Expectation and Variance
The expected number of failures, $d_{0j}$ and $d_{1j}$ are:
\[E_{0j} = n_{0j}\frac{d_j}{n_j}, \quad E_{1j} = n_{1j}\frac{d_j}{n_j}. \notag\]The variance of $d_{0j}$ and $d_{1j}$ is:
\[V_{j} = n_{1j}\frac{d_j}{n_j}\frac{n_j - d_j}{n_j}\frac{n_j-n_{1j}}{n_j -1} = \frac{d_j}{n_j}\frac{n_j - d_j}{n_j}\frac{n_{0j}n_{1j}}{n_j -1} \notag\]Test Statistic
Let $X_{ij} = O_{ij} - E_{ij}$ (where $O_{ij} = d_{ij}$) represent the difference between observed and expected failures. The sum over all times is $X_i = \sum_j X_{ij}$. Because failures at different time steps are independent, the variance of the total sum is $\text{Var}(X_i) = \sum_j V_j$.
The resulting test statistic $\lambda_{\text{Log-rank}}$ follows a chi-square distribution with 1 degree of freedom ($\chi_1^2$):
\[\lambda_\text{Log-rank} = \frac{X_i^2}{\text{Var}(X_i)}= \frac{\left(\sum_j (O_{ij} - E_{ij})\right)^2}{\sum_j V_j} \sim \chi_1^2. \notag\]Connection to Cox Proportional Hazards Model
In the Cox the null hypothesis is equivalent to $\beta = 0$, where $\beta$ is the parameter of the model.
Partial Likelihood
Partial likelihood is defined as
\[L(\beta) = \prod_{j=1}^{K}\frac{\exp\left(\beta \sum\limits_{i \in D_j}^{} x_i\right)}{\left[ \sum\limits_{l \in R(t_j)}\exp(\beta x_l)\right]^{d_j}}. \notag\]where
- $x_i$: the group the failure belongs to, 0 or 1.

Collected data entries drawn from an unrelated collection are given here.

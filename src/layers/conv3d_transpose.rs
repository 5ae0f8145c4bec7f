//! Transposed 3D convolution block
//!
//! This module provides a Conv3DTransposeLayer (learned or fixed upsampling),
//! optionally followed by batch normalization and an activation. The kernel can be
//! initialized from the fixed trilinear interpolation kernel, in which case the
//! layer starts out as a linear-interpolation upsampler.

use crate::config::LayerDefaults;
use crate::error::{LayerError, Result};
use crate::kernels::{scale_for_extent, separable_up_kernel};
use crate::layers::block::BlockTail;
use crate::layers::conv3d::{accumulate_bias_grad, add_bias, validate_common};
use crate::layers::geometry::{
    conv_backward_input, conv_backward_kernel, conv_forward, ConvGeometry, Padding,
};
use crate::layers::r#trait::scoped_name;
use crate::layers::{BatchNorm3D, Layer};
use crate::utils::{Activation, SimpleRng};
use crate::volume::{Volume, VolumeShape};
use std::cell::RefCell;
use std::fmt;
use std::str::FromStr;
use tracing::{debug, trace};

/// Kernel initializer of a transposed convolution.
#[derive(Debug, Clone, Copy, PartialEq, Eq, Default)]
pub enum KernelInitializer {
    /// Glorot uniform
    #[default]
    GlorotUniform,
    /// Fixed separable linear-interpolation kernel for every channel pair
    Trilinear,
}

impl KernelInitializer {
    /// Parse an optional initializer name; `None` means Glorot uniform.
    pub fn parse(name: Option<&str>) -> Result<Self> {
        match name {
            None => Ok(KernelInitializer::GlorotUniform),
            Some(name) => name.parse(),
        }
    }
}

impl FromStr for KernelInitializer {
    type Err = LayerError;

    fn from_str(s: &str) -> Result<Self> {
        match s {
            "trilinear" => Ok(KernelInitializer::Trilinear),
            _ => Err(LayerError::UnknownInitializer {
                name: s.to_string(),
            }),
        }
    }
}

impl fmt::Display for KernelInitializer {
    fn fmt(&self, f: &mut fmt::Formatter<'_>) -> fmt::Result {
        match self {
            KernelInitializer::GlorotUniform => write!(f, "glorot_uniform"),
            KernelInitializer::Trilinear => write!(f, "trilinear"),
        }
    }
}

/// Construction options of a [`Conv3DTransposeLayer`].
///
/// Defaults: valid padding, unit strides, no batch normalization, no
/// activation, no bias, Glorot-uniform kernel, trainable.
#[derive(Debug, Clone, PartialEq)]
pub struct Conv3dTransposeOptions {
    pub filters: usize,
    pub kernel_size: [usize; 3],
    pub padding: Padding,
    pub bn_training: Option<bool>,
    pub strides: [usize; 3],
    pub scope: String,
    pub activation: Option<Activation>,
    pub use_bias: bool,
    pub initializer: KernelInitializer,
    /// When false the kernel and bias are frozen
    pub trainable: bool,
}

impl Conv3dTransposeOptions {
    pub fn new(filters: usize, kernel_size: [usize; 3]) -> Self {
        Self {
            filters,
            kernel_size,
            padding: Padding::Valid,
            bn_training: None,
            strides: [1, 1, 1],
            scope: String::new(),
            activation: None,
            use_bias: false,
            initializer: KernelInitializer::GlorotUniform,
            trainable: true,
        }
    }
}

/// Transposed 3D convolution with an optional batch-norm and activation tail.
///
/// Kernel layout is `[kd, kh, kw, filters, in_channels]`.
pub struct Conv3DTransposeLayer {
    in_channels: usize,
    options: Conv3dTransposeOptions,
    weights: Vec<f32>,
    biases: Vec<f32>,
    grad_weights: RefCell<Vec<f32>>,
    grad_biases: RefCell<Vec<f32>>,
    tail: BlockTail,
}

/// Trilinear kernel repeated for every `(filter, input channel)` pair.
fn trilinear_kernel_for(
    kernel_size: [usize; 3],
    filters: usize,
    in_channels: usize,
) -> Result<Vec<f32>> {
    let scales = [
        scale_for_extent(kernel_size[0])?,
        scale_for_extent(kernel_size[1])?,
        scale_for_extent(kernel_size[2])?,
    ];
    let taps = separable_up_kernel(&scales)?;
    let pairs = filters * in_channels;
    let mut weights = Vec::with_capacity(taps.len() * pairs);
    for &tap in &taps {
        weights.extend(std::iter::repeat(tap).take(pairs));
    }
    Ok(weights)
}

impl Conv3DTransposeLayer {
    /// Create a transposed convolution block.
    ///
    /// # Errors
    ///
    /// - `InvalidParameter` for zero sizes, or an even kernel extent with the
    ///   trilinear initializer
    pub fn new(
        in_channels: usize,
        options: Conv3dTransposeOptions,
        defaults: &LayerDefaults,
        rng: &mut SimpleRng,
    ) -> Result<Self> {
        validate_common(in_channels, options.filters, options.kernel_size, options.strides)?;

        let weights = match options.initializer {
            KernelInitializer::GlorotUniform => {
                // fan_in of the equivalent forward convolution is filters
                rng.glorot_uniform(options.kernel_size, options.filters, in_channels)
            }
            KernelInitializer::Trilinear => {
                trilinear_kernel_for(options.kernel_size, options.filters, in_channels)?
            }
        };
        let biases = vec![0.0f32; if options.use_bias { options.filters } else { 0 }];
        let tail = BlockTail::new(
            options.filters,
            options.bn_training,
            options.activation,
            defaults,
        )?;

        debug!(
            scope = %options.scope,
            in_channels,
            filters = options.filters,
            kernel = ?options.kernel_size,
            strides = ?options.strides,
            initializer = %options.initializer,
            trainable = options.trainable,
            "built conv3d_transpose"
        );

        Ok(Self {
            in_channels,
            grad_weights: RefCell::new(vec![0.0f32; weights.len()]),
            grad_biases: RefCell::new(vec![0.0f32; biases.len()]),
            weights,
            biases,
            options,
            tail,
        })
    }

    pub fn in_channels(&self) -> usize {
        self.in_channels
    }

    pub fn filters(&self) -> usize {
        self.options.filters
    }

    pub fn options(&self) -> &Conv3dTransposeOptions {
        &self.options
    }

    pub fn weights(&self) -> &[f32] {
        &self.weights
    }

    pub fn biases(&self) -> &[f32] {
        &self.biases
    }

    pub fn is_trainable(&self) -> bool {
        self.options.trainable
    }

    pub fn batchnorm(&self) -> Option<&BatchNorm3D> {
        self.tail.batchnorm()
    }

    pub fn set_bn_training(&mut self, training: bool) {
        if let Some(bn) = self.tail.batchnorm_mut() {
            bn.set_training(training);
        }
    }

    fn geometry(&self, input: VolumeShape) -> Result<ConvGeometry> {
        if input.channels != self.in_channels {
            return Err(LayerError::ShapeMismatch(format!(
                "conv3d_transpose '{}' expects {} input channels, got {}",
                self.options.scope, self.in_channels, input.channels
            )));
        }
        ConvGeometry::transposed(
            input.spatial(),
            self.options.kernel_size,
            self.options.strides,
            self.options.padding,
        )
    }
}

impl Layer for Conv3DTransposeLayer {
    fn forward(&self, input: &Volume) -> Result<Volume> {
        let geom = self.geometry(input.shape())?;
        let mut net = conv_backward_input(&geom, input, &self.weights, self.options.filters)?;
        add_bias(&mut net, &self.biases);
        trace!(
            scope = %self.options.scope,
            input = %input.shape(),
            output = %net.shape(),
            "conv3d_transpose forward"
        );
        self.tail.forward(net)
    }

    fn backward(&self, input: &Volume, grad_output: &Volume) -> Result<Volume> {
        let geom = self.geometry(input.shape())?;
        let grad = self.tail.backward(grad_output)?;
        if self.options.trainable {
            accumulate_bias_grad(&grad, &mut self.grad_biases.borrow_mut());
            // the upsampled gradient sits on the input side of the forward convolution
            conv_backward_kernel(&geom, &grad, input, &mut self.grad_weights.borrow_mut())?;
        }
        conv_forward(&geom, &grad, &self.weights, self.in_channels)
    }

    fn update_parameters(&mut self, learning_rate: f32) {
        if self.options.trainable {
            let mut grad_weights = self.grad_weights.borrow_mut();
            for (w, g) in self.weights.iter_mut().zip(grad_weights.iter_mut()) {
                *w -= learning_rate * *g;
                *g = 0.0;
            }
            let mut grad_biases = self.grad_biases.borrow_mut();
            for (b, g) in self.biases.iter_mut().zip(grad_biases.iter_mut()) {
                *b -= learning_rate * *g;
                *g = 0.0;
            }
        }
        self.tail.update_parameters(learning_rate);
    }

    fn output_shape(&self, input: VolumeShape) -> Result<VolumeShape> {
        let geom = self.geometry(input)?;
        Ok(VolumeShape::from_spatial(input.batch, geom.input, self.options.filters))
    }

    fn parameter_count(&self) -> usize {
        self.weights.len() + self.biases.len() + self.tail.parameter_count()
    }

    fn scope(&self) -> &str {
        &self.options.scope
    }

    fn named_parameters(&self) -> Vec<(String, Vec<f32>)> {
        let scope = &self.options.scope;
        let mut params = vec![(
            scoped_name(scope, "conv3d_transpose/kernel"),
            self.weights.clone(),
        )];
        if !self.biases.is_empty() {
            params.push((scoped_name(scope, "conv3d_transpose/bias"), self.biases.clone()));
        }
        params.extend(self.tail.named_parameters(scope));
        params
    }
}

- $d_j$: total number of failures at time $t_j$.
- $D_j$: the set of individuals who fail at time $t_j$.
- $R(t_j)$: risk set at time $t_j$ (all individuals alive and not censored just before $t_j$).
The partial log-likelihood is
\[\ell(\beta) = \sum_{j=1}^K\left[ \beta\sum\limits_{i\in D_j}x_i -d_j \log\left(\sum\limits_{l \in R(t_j)}\exp(\beta x_l)\right)\right]. \notag\]Score and Information Functions
The score function is defined as the first derivative of $\ell(\beta)$:
\[U(\beta) =\frac{\partial \ell(\beta)}{\partial \beta}.\notag\]Information $I(\beta)$ is the negative second derivative of $\ell(\beta)$:
\[I(\beta) = -\frac{\partial^2 \ell(\beta)}{\partial \beta^2} = -\frac{\partial U(\beta)}{\partial \beta}. \notag\]Deriving the Likelihood Ratio Test
The Likelihood Ratio Test compares the goodness-of-fit between two models: the null model where $\beta=0$ and the alternative model where $\beta \neq 0$.
The log likelihood ratio is defined as
\[\lambda_{\text{Likelihood-ratio}} = -2 \log\left[\frac{\sup_{\beta=0} L(\beta)}{\sup_{\beta\neq 0} L(\beta)} \right] \notag\]By Wilk’s Theorem, $\lambda_\text{Likelihood-ratio}$ follows a chi-square distribution with one degree of freedom ($\chi^2_1$).
And by definition,
\[\log \left[\sup_{\beta=0} L(\beta)\right] = \log L(0)= \ell(0) \notag\]and
\[\log \left[\sup_{\beta\neq 0} L(\beta)\right] = \ell(\hat{\beta}), \notag\]where $\hat{\beta}$ is the maximum likelihood estimate of $\beta$.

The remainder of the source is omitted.